The Big Time - Cover

The Big Time

Public Domain

Chapter 2

Last week in Babylon,
Last night in Rome,
--Hodgson

A RIGHT-HAND GLOVE

Beau had gone behind the bar and was talking quietly at Doc, but with his eyes elsewhere, looking very sallow and professional in his white, and I thought--Damballa!--I’m in the French Quarter. I couldn’t see the New Girl. Sid was at last getting to the New Boy after the fuss about Mark. He threw me a sign and I started over with Erich in tow.

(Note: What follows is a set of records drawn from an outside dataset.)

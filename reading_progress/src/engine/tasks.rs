use futures_lite::future::Boxed;
#[cfg(feature = "tokio")]
use tokio::{runtime::Runtime, spawn, task::JoinHandle};

/// The background task of a [crate::ProgressEngine], represented as a pending future that needs to
/// be polled for debounced writes to happen.
///
/// The future completes once the engine has been detached or all of its handles have been
/// dropped, so spawned tasks don't have to be cancelled manually.
#[must_use = "Engine tasks still need to be spawned on an async runtime"]
pub struct EngineTasks {
    writes: Boxed<()>,
}

impl EngineTasks {
    pub(crate) fn new(writes: Boxed<()>) -> Self {
        Self { writes }
    }

    /// Spawns the pending future.
    ///
    /// This invokes the `spawner` function with the future that the engine would like to run
    /// asynchronously. The function is responsible for continuously polling it.
    pub fn spawn_with<T>(self, spawner: impl FnOnce(Boxed<()>) -> T) -> T {
        spawner(self.writes)
    }

    /// Returns the pending future, e.g. to race it against other work on a single-threaded
    /// executor.
    pub fn into_task(self) -> Boxed<()> {
        self.writes
    }

    /// Spawns the pending future as a tokio task on the given [Runtime].
    #[cfg(feature = "tokio")]
    pub fn spawn_with_tokio_runtime(self, runtime: &Runtime) -> JoinHandle<()> {
        self.spawn_with(|f| runtime.spawn(f))
    }

    /// Spawns the pending future as a tokio task on the current [Runtime].
    #[cfg(feature = "tokio")]
    pub fn spawn_with_tokio(self) -> JoinHandle<()> {
        self.spawn_with(spawn)
    }
}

“Welcome, sweet lad. Sidney Lessingham’s your host, and a fellow Englishman. Born in King’s Lynn, 1564, schooled at Cambridge, but London was the life and death of me, though I outlasted Bessie, Jimmie, Charlie, and Ollie almost. And what a life! By turns a clerk, a spy, a bawd--the two trades are hand in glove--a poet of no account, a beggar, and a peddler of resurrection tracts. Beau Lassiter, our throats are tinder!”

At the word “poet,” the New Boy looked up, but resentfully, as if he had been tricked into it.

“And to spare your throat for drinking, sweet gallant, I’ll be so bold as to guess and answer one of your questions,” Sid rattled on. “Yes, I knew Will Shakespeare--we were of an age--and he was such a modest, mind-your-business rogue that we all wondered whether he really did write those plays. Your pardon, ‘faith, but that scratch might be looked to.”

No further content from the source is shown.